Uit: País portátil (1968) Vertaling: Mieke Westra | |
Salvador Garmendia
| |
[pagina 76]
| |
‘We kunnen het zelf doen als...’ Wat hij even later door een sleutelgat hoort, is de lach van een vrouw, een schel, lang aangehouden gelach. Op het hout zijn sporen van de kogels te zien. ‘Waarschuw de mannen; we kunnen beter meteen beginnen...’ Hij stelt zich voor hoe een vrouw aan de andere kant van de deur gehurkt bij het slot zit; misschien kan ze hem niet horen. Hij bukt zich naar het sleutelgat en een windvlaagje dringt in zijn neus, waardoor hij zijn gezicht moet afwenden, het is een lichaamsstank, een ziltige walm vanuit het kruis. ‘Vuile klerehoer!’ schreeuwt hij en rammelt aan de deur. Binnen is een geren van blote voeten te horen. Dan klinkt diep uit het huis een kwijlerige dronken stem die schreeuwt: ‘Het einde van de wereld is gekomen, meneer pastoor. Loop naar de hel!’

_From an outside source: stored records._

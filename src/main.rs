/// Main entry point for the Habit Tracker MCP server
///
/// Parses command line flags, sets up logging on stderr, resolves where the
/// habit database lives and reads the email sharing configuration before
/// handing stdin/stdout to the MCP server.

use std::path::{Path, PathBuf};

use clap::Parser;
use tracing::{debug, info, warn};
use tracing_subscriber::EnvFilter;

use habit_tracker::{HabitTrackerServer, ShareConfig};

/// File name of the habit database inside the data directory
const DB_FILE_NAME: &str = "habits.db";

/// Command line arguments for the Habit Tracker MCP server
#[derive(Parser, Debug)]
#[command(author, version, about, long_about = None)]
struct Args {
    /// Path to the SQLite file holding habits, completions and settings
    /// If not provided, uses ~/.habit_tracker/habits.db (with platform fallbacks)
    #[arg(long)]
    database: Option<PathBuf>,

    /// Enable debug logging
    #[arg(short, long)]
    debug: bool,

    /// Enable verbose output (implies debug)
    #[arg(short, long)]
    verbose: bool,
}

impl Args {
    fn log_level(&self) -> &'static str {
        if self.verbose {
            "debug"
        } else if self.debug {
            "info"
        } else {
            "warn"
        }
    }
}

/// Directories tried for the default database, most preferred first
fn data_dir_candidates() -> Vec<PathBuf> {
    [
        dirs::home_dir().map(|p| p.join(".habit_tracker")),
        dirs::data_dir().map(|p| p.join("habit_tracker")),
        dirs::config_dir().map(|p| p.join("habit_tracker")),
        std::env::current_dir().ok().map(|p| p.join(".habit_tracker")),
    ]
    .into_iter()
    .flatten()
    .collect()
}

/// Create `dir` if needed and check that a file can be written inside it
fn is_writable_dir(dir: &Path) -> bool {
    if std::fs::create_dir_all(dir).is_err() {
        return false;
    }

    let marker = dir.join(".write_check");
    if std::fs::write(&marker, b"").is_err() {
        return false;
    }
    if let Err(e) = std::fs::remove_file(&marker) {
        debug!("Could not remove {}: {}", marker.display(), e);
    }
    true
}

/// Pick the first writable data directory, falling back to the temp dir
fn default_database_path() -> std::io::Result<PathBuf> {
    if let Some(dir) = data_dir_candidates().into_iter().find(|dir| is_writable_dir(dir)) {
        return Ok(dir.join(DB_FILE_NAME));
    }

    let dir = std::env::temp_dir().join("habit_tracker");
    std::fs::create_dir_all(&dir)?;
    warn!("No writable data directory found, habits will be stored under {}", dir.display());
    Ok(dir.join(DB_FILE_NAME))
}

/// Resolve the database path from the flag or the default locations
fn resolve_database_path(flag: Option<PathBuf>) -> std::io::Result<PathBuf> {
    match flag {
        Some(path) => {
            if let Some(parent) = path.parent().filter(|p| !p.as_os_str().is_empty()) {
                std::fs::create_dir_all(parent)?;
            }
            Ok(path)
        }
        None => default_database_path(),
    }
}

/// Log whether habit_share can deliver email
fn report_share_config(config: &ShareConfig) {
    if config.is_configured() {
        info!("Weekly sharing enabled, sending from {}", config.from);
    } else {
        warn!("RESEND_API_KEY not set, habit_share will report that email is not configured");
    }
}

#[tokio::main]
async fn main() -> Result<(), Box<dyn std::error::Error>> {
    let args = Args::parse();

    // Logs go to stderr; stdout carries JSON-RPC only
    let filter = EnvFilter::try_from_default_env()
        .unwrap_or_else(|_| EnvFilter::new(format!("habit_tracker={}", args.log_level())));
    tracing_subscriber::fmt()
        .with_env_filter(filter)
        .with_writer(std::io::stderr)
        .init();

    let db_path = resolve_database_path(args.database)?;
    info!("Using habit database at {}", db_path.display());

    let share_config = ShareConfig::from_env();
    report_share_config(&share_config);

    let server = HabitTrackerServer::new(db_path, share_config).await?;
    server.run().await?;

    info!("Habit Tracker MCP server shutdown complete");
    Ok(())
}
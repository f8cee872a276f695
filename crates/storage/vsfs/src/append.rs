//! Adding a file to an image.
//!
//! Content goes onto the end of the image as a raw byte stream; it is not
//! block-aligned and no size or block pointer records where it lives. The
//! root directory entry is the only trace of the file.

use std::fs::File;
use std::io::{Read, Seek, Write};
use std::path::Path;

use log::{debug, info, warn};

use crate::dir::DirOps;
use crate::error::{Result, VsfsError};
use crate::image::ImageFile;
use crate::structures::DirEntry;

/// Result of a successful add
#[derive(Clone, Debug, PartialEq, Eq)]
pub struct AddedFile {
    /// Directory slot the entry landed in
    pub slot: usize,
    /// Name as stored (at most 57 bytes)
    pub name: Vec<u8>,
    pub bytes_appended: u64,
    /// Image length after the append
    pub image_len: u64,
}

/// Final component of a `/`-separated path. A trailing `/` yields an empty
/// name.
pub fn basename(path: &[u8]) -> &[u8] {
    match path.iter().rposition(|&b| b == b'/') {
        Some(pos) => &path[pos + 1..],
        None => path,
    }
}

/// Add a file named `name` whose bytes come from `open_source`.
///
/// Steps run in this order:
/// 1. duplicate scan; a hit fails with the image untouched
/// 2. `open_source`; a failure leaves the image untouched
/// 3. append the source bytes at the current end of the image
/// 4. free-slot scan; a full directory fails *after* step 3, leaving the
///    appended bytes orphaned ([`VsfsError::DirectoryFull`])
/// 5. write the checksummed entry into the slot
pub fn add_file_with<F, R, O>(image: &mut ImageFile<F>, name: &[u8], open_source: O) -> Result<AddedFile>
where
    F: Read + Write + Seek,
    R: Read,
    O: FnOnce() -> Result<R>,
{
    if let Some(slot) = DirOps::find_duplicate(image, name)? {
        return Err(VsfsError::Duplicate {
            name: String::from_utf8_lossy(name).into_owned(),
            slot,
        });
    }

    let source = open_source()?;

    let start = image.len()?;
    let end = image.append_from(source)?;
    let bytes_appended = end - start;
    debug!("appended {} bytes at offset {}", bytes_appended, start);

    let entry = DirEntry::new_file(name);

    let Some(slot) = DirOps::find_free_slot(image)? else {
        warn!(
            "root directory full; {} bytes at offset {} are not referenced by any entry",
            bytes_appended, start
        );
        return Err(VsfsError::DirectoryFull {
            orphaned_bytes: bytes_appended,
        });
    };

    DirOps::write_slot(image, slot, &entry)?;

    Ok(AddedFile {
        slot,
        name: entry.name_bytes().to_vec(),
        bytes_appended,
        image_len: end,
    })
}

/// Add the file at `file_path` to the image at `image_path`.
///
/// The image superblock must be valid. Only the final path component is
/// used as the entry name.
pub fn add_file(image_path: &Path, file_path: &Path) -> Result<AddedFile> {
    let mut image = ImageFile::open(image_path)?;
    let sb = image.read_valid_superblock()?;
    debug!(
        "opened {}: {} blocks, mtime {}",
        image_path.display(),
        sb.total_blocks,
        sb.mtime_epoch
    );

    let name = basename(file_path.as_os_str().as_encoded_bytes()).to_vec();

    let added = add_file_with(&mut image, &name, || {
        File::open(file_path).map_err(|source| VsfsError::SourceOpen {
            path: file_path.to_path_buf(),
            source,
        })
    })?;
    image.sync()?;

    info!(
        "added '{}' to {} in slot {} ({} bytes)",
        String::from_utf8_lossy(&added.name),
        image_path.display(),
        added.slot,
        added.bytes_appended
    );
    Ok(added)
}
//! Exit-code behaviour of inspect_vsfs

use std::fs;
use std::process::{Command, Output};

use tempfile::TempDir;
use vsfs_common::{add_file, create_image};

fn inspect(args: &[&str]) -> Output {
    Command::new(env!("CARGO_BIN_EXE_inspect_vsfs"))
        .args(args)
        .output()
        .unwrap()
}

#[test]
fn test_lists_entries_of_read_only_image() {
    let tmp = TempDir::new().unwrap();
    let img = tmp.path().join("disk.img");
    create_image(&img, 64, 16).unwrap();
    let src = tmp.path().join("hello.txt");
    fs::write(&src, b"hi").unwrap();
    add_file(&img, &src).unwrap();

    let mut perms = fs::metadata(&img).unwrap().permissions();
    perms.set_readonly(true);
    fs::set_permissions(&img, perms).unwrap();
    let before = fs::read(&img).unwrap();

    let out = inspect(&[img.to_str().unwrap()]);
    assert_eq!(out.status.code(), Some(0));
    let stdout = String::from_utf8_lossy(&out.stdout);
    assert!(stdout.contains("hello.txt"));
    assert!(stdout.contains("(ok)"));
    assert_eq!(fs::read(&img).unwrap(), before);
}

#[test]
fn test_bad_superblock_exits_1() {
    let tmp = TempDir::new().unwrap();
    let img = tmp.path().join("junk.img");
    fs::write(&img, vec![0u8; 8192]).unwrap();
    assert_eq!(inspect(&[img.to_str().unwrap()]).status.code(), Some(1));
}

#[test]
fn test_missing_image_argument_exits_1() {
    assert_eq!(inspect(&[]).status.code(), Some(1));
}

Azueta keert terug naar het plein om de lijken te tellen. Kleine wespenpootjes lopen over zijn oogvliezen. Hij wrijft met de harde zijkant van zijn polsen in zijn ogen en een ogenblik lang is hij blind en duizelig en durft geen stap meer te verzetten. ‘Dat komt van die verdomde zon!’ kankert hij woedend en op de tast, ondergedompeld in een zak slijm, zoekt hij de rand van de fonteinbak. Geleidelijk duiken de lichamen van de gefusilleerden op uit de slijmerige helderheid die hem begint te omringen. De dikke is aan het opzwellen en zal morgen de eerste zijn die openbarst... er is bovendien iets raars aan de hand met de vorm van het lichaam: een bottig wazig uitsteeksel zit ter hoogte van de buik. Hij ontdekt dat het een schonkige hond is die boven op het lijk is gaan zitten en het bloed van zijn borst likt. Hij voert die handeling zonder ophouden en mechanisch uit, onverschillig voor alles om hem heen, alsof hij dat in een droom doet. Met een trap tussen de ribben verwijdert hij hem en vervolgt dan zijn inspectie van de lichamen. Het zijn er dus vijf; we zullen een grote kuil moeten graven om ze daarin te gooien... en een van hen is nog bijna een kind, met korte broek en besmeurd gezicht; hij ligt daar met open mond en een uitdrukking van verbazing in zijn ogen, die Azueta niet kan sluiten omdat de oogleden verstijfd zijn. Hij vraagt zich het waarom van dit alles af en vindt het antwoord in een stuk hout dat ze tegen een boom gespijkerd hebben. De letters zijn nauwelijks leesbaar, onhandig met een vinger gekalkt, met iets dat op klei lijkt: ‘Dood aan de honden en verraders. Amen!’ In de hoge lucht, in een blauw dat overgaat in wit, sluit zich een cirkel van gieren.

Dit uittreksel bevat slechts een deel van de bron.